● Task to complete:
From the entries below, transcribe exactly the lines between the line holding "filename src/fonts.rs" and the line holding "deterministic. Loading a", inclusive; skip all other lines.
= Beginning of Section =
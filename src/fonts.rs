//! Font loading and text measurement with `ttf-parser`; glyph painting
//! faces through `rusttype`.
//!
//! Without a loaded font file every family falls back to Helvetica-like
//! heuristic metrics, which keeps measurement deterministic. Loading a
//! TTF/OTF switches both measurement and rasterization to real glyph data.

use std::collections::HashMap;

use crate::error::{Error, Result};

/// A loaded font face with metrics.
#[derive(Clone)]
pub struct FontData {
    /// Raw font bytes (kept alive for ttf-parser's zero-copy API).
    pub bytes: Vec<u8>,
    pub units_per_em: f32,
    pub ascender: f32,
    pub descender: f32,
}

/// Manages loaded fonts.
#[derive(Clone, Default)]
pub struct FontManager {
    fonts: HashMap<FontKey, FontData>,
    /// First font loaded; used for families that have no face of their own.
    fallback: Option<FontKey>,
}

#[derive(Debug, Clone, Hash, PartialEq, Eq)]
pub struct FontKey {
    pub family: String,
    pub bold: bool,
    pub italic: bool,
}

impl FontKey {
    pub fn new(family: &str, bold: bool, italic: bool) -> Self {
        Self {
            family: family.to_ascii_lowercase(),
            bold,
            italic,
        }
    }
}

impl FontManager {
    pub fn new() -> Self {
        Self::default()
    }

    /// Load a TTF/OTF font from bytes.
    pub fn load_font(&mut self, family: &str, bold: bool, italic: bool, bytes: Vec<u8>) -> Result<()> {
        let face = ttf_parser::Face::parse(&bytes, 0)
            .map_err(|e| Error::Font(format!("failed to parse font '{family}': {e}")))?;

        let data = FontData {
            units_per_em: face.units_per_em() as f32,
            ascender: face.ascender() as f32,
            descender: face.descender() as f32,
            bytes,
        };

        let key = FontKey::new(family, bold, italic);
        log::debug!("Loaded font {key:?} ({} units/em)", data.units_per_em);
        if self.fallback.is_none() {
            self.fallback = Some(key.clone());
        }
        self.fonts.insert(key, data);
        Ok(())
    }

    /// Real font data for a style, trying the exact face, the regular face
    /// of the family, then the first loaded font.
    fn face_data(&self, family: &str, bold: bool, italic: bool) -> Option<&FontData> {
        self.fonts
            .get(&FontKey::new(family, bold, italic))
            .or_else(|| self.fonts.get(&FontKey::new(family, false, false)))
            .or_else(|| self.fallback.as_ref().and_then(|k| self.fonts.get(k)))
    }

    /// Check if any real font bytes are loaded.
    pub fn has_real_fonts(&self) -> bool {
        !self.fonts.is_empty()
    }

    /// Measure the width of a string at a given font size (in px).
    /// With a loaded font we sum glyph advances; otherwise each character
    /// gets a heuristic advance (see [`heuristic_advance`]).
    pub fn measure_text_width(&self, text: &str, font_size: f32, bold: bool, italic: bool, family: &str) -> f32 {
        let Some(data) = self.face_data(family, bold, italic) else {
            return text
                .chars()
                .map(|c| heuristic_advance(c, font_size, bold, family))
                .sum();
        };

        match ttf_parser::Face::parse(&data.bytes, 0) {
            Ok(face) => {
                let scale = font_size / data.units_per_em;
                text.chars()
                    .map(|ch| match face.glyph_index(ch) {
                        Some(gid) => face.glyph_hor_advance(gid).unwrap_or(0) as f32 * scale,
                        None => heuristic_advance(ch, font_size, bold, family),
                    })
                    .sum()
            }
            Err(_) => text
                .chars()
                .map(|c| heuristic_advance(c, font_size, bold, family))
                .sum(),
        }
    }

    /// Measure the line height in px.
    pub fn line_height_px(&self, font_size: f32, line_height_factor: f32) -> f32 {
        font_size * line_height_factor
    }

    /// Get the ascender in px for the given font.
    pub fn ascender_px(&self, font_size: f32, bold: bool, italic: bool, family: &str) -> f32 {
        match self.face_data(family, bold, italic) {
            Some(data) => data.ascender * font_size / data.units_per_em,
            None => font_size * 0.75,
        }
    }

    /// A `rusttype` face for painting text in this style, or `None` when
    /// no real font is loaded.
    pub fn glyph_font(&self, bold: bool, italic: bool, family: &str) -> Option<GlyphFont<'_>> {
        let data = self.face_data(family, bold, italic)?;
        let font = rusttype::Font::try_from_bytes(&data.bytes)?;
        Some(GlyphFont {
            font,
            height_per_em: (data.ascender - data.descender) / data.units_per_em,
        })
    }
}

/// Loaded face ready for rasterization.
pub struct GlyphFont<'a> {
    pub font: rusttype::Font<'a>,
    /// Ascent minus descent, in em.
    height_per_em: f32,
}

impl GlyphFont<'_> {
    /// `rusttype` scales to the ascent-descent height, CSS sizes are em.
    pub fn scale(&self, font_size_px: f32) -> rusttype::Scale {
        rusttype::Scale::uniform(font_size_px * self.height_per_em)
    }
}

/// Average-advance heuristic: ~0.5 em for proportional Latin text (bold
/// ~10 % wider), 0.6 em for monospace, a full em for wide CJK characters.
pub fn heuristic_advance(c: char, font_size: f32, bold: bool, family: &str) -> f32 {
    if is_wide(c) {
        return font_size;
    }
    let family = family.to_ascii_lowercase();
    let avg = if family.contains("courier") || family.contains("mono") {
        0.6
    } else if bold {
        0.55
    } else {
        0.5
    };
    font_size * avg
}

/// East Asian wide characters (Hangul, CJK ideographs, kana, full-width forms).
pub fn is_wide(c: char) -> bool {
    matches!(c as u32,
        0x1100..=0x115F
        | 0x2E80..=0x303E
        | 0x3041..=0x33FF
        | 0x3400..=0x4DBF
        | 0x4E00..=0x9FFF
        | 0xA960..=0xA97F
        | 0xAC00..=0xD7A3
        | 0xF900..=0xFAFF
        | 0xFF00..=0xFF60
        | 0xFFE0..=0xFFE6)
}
= End of Section =
= Beginning of Section =
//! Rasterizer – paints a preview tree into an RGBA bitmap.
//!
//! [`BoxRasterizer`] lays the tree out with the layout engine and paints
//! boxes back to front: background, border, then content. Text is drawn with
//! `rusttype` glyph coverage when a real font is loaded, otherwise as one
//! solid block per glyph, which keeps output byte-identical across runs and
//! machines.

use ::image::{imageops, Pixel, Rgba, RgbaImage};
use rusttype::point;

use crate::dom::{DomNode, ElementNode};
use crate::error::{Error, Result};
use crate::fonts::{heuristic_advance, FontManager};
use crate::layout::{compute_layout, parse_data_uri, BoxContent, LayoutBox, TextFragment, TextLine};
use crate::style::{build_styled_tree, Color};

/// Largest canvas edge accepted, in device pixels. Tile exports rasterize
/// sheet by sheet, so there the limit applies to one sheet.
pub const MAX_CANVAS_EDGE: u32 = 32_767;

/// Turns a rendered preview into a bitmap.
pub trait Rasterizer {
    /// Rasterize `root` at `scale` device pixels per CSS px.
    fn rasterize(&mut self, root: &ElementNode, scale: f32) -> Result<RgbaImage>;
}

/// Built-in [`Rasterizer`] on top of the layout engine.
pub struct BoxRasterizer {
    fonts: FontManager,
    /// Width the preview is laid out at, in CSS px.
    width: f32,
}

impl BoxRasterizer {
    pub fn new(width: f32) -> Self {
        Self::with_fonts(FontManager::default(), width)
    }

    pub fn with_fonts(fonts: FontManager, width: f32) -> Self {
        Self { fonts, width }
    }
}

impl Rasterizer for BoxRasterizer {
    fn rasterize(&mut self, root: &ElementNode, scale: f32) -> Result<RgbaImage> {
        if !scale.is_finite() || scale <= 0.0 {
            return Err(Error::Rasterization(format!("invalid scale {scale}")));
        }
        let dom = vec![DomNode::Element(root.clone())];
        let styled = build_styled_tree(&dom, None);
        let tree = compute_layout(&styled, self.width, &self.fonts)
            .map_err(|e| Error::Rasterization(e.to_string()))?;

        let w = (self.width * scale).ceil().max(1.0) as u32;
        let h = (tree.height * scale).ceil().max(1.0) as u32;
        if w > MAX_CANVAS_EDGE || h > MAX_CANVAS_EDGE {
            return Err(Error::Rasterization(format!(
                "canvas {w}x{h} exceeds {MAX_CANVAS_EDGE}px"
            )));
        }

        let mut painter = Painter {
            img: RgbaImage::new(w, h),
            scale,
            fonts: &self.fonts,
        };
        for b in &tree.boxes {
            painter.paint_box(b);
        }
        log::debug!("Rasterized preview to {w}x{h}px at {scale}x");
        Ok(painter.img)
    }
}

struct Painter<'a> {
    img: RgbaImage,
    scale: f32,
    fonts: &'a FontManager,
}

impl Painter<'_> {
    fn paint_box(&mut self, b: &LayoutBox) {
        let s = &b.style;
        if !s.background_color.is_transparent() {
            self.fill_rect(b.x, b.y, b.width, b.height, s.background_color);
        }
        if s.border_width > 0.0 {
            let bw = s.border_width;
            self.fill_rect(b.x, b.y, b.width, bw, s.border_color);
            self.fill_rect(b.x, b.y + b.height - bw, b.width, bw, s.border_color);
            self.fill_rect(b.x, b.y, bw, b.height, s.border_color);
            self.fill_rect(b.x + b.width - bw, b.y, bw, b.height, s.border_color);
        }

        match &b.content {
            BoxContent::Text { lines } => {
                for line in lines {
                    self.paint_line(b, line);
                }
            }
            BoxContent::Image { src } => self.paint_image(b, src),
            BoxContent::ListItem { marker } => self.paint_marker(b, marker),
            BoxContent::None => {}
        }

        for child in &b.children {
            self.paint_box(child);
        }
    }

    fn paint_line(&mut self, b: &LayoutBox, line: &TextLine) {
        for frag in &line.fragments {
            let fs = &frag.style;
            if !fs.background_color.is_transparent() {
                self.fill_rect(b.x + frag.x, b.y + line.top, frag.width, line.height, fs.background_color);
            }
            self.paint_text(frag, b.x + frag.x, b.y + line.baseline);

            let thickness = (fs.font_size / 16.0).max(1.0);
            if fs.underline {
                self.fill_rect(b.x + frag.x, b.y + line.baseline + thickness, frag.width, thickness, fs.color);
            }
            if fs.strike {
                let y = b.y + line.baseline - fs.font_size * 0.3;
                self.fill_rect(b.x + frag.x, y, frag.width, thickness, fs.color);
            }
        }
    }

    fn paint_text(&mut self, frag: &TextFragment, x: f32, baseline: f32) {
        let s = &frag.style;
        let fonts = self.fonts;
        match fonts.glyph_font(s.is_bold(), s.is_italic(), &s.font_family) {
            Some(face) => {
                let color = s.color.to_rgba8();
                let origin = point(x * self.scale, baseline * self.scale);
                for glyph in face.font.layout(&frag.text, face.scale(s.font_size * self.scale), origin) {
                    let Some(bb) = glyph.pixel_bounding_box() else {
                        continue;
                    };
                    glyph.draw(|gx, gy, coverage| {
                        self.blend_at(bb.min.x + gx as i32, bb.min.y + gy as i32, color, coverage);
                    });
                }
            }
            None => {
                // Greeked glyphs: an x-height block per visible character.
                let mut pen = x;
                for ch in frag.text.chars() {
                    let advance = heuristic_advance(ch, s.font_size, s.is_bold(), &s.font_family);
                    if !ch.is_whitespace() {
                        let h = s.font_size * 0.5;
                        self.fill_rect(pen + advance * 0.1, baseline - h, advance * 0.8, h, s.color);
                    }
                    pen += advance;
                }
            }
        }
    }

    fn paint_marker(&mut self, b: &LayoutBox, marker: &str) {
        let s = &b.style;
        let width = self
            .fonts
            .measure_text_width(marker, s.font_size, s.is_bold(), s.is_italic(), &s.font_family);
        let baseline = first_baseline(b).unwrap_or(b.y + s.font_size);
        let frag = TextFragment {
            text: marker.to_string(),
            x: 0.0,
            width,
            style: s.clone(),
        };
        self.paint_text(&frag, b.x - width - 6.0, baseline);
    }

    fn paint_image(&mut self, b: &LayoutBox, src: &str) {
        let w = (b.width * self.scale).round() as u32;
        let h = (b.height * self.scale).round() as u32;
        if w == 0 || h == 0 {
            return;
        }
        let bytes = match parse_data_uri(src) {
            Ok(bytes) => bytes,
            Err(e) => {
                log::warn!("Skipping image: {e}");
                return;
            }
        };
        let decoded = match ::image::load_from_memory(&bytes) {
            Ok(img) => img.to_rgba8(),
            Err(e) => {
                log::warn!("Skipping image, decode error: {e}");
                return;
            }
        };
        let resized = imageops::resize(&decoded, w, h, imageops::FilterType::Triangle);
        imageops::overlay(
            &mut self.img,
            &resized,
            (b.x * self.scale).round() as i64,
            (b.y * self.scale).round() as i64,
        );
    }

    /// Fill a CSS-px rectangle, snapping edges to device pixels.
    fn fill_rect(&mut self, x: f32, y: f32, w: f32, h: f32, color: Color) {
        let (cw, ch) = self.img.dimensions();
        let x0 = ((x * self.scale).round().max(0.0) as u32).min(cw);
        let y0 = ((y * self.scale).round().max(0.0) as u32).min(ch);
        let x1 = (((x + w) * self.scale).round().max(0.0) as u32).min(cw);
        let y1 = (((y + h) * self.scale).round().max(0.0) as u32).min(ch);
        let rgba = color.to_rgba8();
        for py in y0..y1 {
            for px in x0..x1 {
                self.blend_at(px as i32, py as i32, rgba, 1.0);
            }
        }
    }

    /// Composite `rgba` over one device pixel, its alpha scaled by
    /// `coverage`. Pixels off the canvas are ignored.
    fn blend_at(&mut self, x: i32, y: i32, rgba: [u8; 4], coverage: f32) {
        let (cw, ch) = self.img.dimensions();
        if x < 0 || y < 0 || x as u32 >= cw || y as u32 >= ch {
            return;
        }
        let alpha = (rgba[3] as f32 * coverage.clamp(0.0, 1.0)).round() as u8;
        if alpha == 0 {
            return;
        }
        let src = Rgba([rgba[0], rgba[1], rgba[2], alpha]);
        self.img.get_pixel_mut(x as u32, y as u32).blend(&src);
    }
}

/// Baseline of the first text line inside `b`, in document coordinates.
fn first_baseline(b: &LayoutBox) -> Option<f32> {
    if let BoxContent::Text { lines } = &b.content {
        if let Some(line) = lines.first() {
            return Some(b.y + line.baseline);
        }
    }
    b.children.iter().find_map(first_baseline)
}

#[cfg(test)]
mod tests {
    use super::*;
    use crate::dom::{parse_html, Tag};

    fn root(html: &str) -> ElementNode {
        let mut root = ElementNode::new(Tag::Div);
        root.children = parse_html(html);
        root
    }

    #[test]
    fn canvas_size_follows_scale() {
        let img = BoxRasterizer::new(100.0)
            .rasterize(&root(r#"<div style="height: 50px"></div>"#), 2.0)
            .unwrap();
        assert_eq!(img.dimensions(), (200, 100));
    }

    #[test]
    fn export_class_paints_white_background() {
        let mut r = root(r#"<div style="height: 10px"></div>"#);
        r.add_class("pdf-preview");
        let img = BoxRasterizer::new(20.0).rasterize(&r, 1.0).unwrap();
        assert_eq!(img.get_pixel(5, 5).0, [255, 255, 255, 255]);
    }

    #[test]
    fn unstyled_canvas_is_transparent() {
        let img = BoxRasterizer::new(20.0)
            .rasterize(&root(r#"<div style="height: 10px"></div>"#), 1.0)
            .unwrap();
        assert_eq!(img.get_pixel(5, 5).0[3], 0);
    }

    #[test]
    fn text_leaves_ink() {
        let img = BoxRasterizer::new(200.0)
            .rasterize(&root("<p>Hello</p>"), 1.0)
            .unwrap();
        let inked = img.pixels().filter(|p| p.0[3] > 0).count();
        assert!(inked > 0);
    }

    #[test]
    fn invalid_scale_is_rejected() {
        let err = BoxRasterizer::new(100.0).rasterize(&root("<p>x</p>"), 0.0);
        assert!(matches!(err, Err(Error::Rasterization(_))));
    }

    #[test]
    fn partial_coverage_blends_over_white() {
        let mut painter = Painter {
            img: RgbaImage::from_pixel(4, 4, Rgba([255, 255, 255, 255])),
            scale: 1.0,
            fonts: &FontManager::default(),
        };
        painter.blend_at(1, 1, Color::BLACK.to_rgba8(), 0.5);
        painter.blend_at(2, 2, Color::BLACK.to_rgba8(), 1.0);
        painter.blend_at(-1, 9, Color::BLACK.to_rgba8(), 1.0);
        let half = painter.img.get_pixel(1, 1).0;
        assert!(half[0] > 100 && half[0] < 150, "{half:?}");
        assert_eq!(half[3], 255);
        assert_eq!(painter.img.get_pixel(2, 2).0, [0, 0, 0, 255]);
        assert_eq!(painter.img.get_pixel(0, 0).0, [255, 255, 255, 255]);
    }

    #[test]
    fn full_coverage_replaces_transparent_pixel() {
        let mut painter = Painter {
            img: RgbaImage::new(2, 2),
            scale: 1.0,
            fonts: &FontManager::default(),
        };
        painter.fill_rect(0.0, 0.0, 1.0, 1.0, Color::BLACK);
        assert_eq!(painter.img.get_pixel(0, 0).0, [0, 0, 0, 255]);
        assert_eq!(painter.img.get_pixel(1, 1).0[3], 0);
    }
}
= End of Section =
● Task solution:
filename src/fonts.rs
//! Font loading and text measurement with `ttf-parser`; glyph painting
//! faces through `rusttype`.
//!
//! Without a loaded font file every family falls back to Helvetica-like
//! heuristic metrics, which keeps measurement deterministic. Loading a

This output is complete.